- [Extracted entries]
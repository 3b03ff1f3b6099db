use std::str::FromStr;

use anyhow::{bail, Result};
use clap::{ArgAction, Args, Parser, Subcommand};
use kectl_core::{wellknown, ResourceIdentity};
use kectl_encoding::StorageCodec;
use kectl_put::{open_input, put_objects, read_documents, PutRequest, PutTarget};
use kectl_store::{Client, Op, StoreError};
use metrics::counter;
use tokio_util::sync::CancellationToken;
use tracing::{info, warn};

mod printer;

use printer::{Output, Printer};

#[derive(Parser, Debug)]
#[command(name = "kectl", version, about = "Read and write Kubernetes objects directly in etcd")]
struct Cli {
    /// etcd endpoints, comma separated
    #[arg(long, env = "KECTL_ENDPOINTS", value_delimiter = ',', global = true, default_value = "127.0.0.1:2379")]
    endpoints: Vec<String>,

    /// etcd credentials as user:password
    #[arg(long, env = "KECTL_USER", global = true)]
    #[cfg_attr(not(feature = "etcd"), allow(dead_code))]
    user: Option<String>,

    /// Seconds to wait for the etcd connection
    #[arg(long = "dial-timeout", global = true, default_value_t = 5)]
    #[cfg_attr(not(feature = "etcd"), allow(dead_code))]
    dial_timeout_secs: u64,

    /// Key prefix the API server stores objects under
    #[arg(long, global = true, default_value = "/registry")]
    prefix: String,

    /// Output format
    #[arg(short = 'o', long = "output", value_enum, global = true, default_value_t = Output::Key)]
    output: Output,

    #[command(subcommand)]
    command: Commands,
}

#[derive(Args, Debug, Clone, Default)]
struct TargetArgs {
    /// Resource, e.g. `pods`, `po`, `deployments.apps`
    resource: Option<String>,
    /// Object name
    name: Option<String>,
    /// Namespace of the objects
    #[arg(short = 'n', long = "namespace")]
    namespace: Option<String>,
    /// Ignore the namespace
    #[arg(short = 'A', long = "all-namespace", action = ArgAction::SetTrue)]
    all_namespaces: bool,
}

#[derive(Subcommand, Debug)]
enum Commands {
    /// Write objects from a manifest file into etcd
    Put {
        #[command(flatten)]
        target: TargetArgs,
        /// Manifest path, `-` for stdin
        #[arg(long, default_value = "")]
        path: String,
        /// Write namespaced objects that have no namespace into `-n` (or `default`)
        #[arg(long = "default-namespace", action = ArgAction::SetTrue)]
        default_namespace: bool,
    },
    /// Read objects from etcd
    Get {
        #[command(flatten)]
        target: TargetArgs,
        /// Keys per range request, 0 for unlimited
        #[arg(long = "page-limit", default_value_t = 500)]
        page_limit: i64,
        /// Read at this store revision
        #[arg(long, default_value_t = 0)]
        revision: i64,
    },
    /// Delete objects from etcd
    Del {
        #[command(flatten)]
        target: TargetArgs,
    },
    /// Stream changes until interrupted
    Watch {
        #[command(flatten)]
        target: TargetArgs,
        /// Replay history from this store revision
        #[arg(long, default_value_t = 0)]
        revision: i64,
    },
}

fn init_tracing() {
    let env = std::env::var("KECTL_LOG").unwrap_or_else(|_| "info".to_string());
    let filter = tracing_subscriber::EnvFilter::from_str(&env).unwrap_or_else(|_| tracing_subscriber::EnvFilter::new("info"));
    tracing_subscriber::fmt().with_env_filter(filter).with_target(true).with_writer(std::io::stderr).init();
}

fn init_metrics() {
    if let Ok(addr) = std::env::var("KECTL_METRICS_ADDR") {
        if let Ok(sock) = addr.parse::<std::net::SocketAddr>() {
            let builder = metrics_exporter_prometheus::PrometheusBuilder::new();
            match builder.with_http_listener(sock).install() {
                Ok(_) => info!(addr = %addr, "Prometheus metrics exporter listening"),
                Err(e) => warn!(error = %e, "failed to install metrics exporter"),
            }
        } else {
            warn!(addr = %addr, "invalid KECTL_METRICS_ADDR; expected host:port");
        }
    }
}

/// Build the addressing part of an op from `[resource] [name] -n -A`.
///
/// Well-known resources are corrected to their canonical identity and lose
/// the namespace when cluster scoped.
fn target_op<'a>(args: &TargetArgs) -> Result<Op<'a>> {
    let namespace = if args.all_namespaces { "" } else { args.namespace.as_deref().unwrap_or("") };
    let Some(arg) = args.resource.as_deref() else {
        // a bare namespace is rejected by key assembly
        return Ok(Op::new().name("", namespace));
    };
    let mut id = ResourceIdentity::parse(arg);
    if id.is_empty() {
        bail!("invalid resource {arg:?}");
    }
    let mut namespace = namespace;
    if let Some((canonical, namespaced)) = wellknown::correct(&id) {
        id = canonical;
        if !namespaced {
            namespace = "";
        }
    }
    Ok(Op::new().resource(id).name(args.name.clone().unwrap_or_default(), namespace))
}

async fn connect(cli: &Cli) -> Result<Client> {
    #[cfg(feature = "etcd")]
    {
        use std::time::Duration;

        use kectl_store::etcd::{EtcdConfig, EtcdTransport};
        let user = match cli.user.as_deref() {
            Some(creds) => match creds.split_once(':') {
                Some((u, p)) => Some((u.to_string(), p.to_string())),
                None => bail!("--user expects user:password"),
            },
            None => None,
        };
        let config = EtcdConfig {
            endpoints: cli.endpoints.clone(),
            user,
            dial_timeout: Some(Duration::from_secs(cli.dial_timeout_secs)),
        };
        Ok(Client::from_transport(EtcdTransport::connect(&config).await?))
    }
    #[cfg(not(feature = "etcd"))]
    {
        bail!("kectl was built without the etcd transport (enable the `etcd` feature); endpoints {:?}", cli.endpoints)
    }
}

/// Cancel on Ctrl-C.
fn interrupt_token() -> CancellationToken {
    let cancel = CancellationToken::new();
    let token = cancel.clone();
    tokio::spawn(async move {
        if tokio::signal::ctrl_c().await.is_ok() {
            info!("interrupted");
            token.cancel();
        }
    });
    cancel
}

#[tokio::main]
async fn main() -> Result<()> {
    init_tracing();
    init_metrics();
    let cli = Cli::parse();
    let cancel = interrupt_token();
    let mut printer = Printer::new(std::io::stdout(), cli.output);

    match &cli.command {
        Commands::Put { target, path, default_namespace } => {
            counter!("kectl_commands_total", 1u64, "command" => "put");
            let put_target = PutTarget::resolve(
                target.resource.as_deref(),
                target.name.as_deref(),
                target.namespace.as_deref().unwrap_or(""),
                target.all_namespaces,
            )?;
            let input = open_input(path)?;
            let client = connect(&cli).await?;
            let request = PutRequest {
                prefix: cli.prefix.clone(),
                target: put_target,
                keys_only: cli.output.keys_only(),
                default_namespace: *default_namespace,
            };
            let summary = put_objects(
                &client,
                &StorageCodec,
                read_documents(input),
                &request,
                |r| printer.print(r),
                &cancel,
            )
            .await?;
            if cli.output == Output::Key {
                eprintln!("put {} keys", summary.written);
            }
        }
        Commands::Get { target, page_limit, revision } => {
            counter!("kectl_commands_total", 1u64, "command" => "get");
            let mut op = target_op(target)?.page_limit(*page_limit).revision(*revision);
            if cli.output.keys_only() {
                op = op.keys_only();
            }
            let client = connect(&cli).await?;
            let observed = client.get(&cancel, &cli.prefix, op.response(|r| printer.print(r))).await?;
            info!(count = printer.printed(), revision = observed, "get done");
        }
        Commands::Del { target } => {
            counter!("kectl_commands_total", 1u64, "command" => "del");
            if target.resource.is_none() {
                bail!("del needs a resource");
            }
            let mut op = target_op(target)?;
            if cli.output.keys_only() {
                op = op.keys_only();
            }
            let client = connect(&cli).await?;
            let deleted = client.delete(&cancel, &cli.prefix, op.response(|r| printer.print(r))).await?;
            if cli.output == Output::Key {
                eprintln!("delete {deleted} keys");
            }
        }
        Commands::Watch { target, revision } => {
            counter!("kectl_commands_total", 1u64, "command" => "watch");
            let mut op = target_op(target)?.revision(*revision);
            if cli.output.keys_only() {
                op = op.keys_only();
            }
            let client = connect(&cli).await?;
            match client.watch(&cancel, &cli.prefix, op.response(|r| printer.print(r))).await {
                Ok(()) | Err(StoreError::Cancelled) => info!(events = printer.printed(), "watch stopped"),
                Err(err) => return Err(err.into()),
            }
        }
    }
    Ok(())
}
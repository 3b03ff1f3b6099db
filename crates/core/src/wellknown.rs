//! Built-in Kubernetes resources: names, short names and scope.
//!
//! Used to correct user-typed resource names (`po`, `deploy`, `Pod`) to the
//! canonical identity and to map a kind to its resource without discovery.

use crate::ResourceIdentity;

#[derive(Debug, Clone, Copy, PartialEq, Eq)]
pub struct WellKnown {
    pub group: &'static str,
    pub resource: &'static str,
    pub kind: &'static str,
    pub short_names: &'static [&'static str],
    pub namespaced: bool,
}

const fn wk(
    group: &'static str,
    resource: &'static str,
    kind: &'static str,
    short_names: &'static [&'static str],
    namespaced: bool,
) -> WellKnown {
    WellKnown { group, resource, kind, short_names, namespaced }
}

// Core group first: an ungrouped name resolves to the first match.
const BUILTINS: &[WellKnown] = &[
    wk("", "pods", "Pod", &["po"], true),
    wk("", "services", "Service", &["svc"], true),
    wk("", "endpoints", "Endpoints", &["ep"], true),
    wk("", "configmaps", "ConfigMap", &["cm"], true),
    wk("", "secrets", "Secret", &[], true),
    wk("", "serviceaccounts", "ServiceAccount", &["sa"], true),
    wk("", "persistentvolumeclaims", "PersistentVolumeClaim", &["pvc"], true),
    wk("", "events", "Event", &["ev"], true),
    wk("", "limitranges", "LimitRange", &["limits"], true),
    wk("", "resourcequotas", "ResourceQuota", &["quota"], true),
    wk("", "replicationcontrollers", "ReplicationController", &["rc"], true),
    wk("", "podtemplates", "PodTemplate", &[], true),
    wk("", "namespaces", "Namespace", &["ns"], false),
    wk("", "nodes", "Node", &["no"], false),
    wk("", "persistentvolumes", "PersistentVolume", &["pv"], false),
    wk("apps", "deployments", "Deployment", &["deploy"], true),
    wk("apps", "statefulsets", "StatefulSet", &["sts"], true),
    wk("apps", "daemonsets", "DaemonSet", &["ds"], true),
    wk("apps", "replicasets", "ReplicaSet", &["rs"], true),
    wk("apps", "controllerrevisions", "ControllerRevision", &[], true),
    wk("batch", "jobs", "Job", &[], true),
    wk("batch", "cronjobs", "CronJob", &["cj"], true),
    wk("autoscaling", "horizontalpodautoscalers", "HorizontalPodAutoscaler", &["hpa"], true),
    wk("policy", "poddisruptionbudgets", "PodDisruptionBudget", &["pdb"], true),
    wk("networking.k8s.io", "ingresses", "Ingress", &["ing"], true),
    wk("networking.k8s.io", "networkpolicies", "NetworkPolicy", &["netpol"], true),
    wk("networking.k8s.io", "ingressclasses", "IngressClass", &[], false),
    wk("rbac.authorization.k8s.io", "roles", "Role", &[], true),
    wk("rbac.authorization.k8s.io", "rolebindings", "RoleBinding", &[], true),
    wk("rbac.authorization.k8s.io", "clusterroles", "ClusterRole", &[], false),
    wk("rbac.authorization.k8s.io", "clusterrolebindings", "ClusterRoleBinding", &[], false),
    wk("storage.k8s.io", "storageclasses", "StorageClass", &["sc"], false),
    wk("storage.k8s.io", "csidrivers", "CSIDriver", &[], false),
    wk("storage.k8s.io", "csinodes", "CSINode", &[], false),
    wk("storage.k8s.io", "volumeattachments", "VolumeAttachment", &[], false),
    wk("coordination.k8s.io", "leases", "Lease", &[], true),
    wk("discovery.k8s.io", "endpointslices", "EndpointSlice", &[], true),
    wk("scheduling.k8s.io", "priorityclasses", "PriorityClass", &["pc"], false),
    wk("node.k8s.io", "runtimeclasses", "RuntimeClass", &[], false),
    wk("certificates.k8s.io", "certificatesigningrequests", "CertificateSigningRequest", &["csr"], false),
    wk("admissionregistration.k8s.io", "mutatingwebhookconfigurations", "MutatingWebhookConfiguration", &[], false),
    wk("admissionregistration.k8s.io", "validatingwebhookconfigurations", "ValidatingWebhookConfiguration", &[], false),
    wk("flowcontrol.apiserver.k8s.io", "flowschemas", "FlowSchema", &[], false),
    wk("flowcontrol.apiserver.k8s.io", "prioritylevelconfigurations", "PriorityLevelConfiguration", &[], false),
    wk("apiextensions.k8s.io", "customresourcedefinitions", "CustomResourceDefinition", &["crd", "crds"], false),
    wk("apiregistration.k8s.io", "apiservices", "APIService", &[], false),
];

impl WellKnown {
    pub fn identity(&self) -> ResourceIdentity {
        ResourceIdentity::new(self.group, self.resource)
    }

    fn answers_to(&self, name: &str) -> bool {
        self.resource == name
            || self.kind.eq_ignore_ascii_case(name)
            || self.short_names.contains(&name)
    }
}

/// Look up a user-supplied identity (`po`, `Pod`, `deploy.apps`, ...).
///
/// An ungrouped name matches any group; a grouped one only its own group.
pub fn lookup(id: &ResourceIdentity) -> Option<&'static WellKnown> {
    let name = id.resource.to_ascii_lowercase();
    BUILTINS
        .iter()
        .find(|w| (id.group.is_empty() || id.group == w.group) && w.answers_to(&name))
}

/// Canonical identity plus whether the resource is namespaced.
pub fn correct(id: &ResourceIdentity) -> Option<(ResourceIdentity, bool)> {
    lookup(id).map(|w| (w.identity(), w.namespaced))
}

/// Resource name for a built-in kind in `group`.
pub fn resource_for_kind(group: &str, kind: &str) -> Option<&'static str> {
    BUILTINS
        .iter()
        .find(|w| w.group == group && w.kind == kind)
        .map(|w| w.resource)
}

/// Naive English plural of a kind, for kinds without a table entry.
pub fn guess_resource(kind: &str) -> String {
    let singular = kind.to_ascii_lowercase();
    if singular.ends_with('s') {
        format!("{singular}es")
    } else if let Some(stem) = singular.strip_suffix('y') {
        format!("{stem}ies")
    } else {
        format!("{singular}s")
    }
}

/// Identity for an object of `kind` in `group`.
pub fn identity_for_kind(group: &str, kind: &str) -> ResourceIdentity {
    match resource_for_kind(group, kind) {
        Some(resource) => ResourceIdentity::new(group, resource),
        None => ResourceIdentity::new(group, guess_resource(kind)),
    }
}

- [Work item]
What number of lines in the data above include the string "info"? Answer with that number only.

- [Task result]
7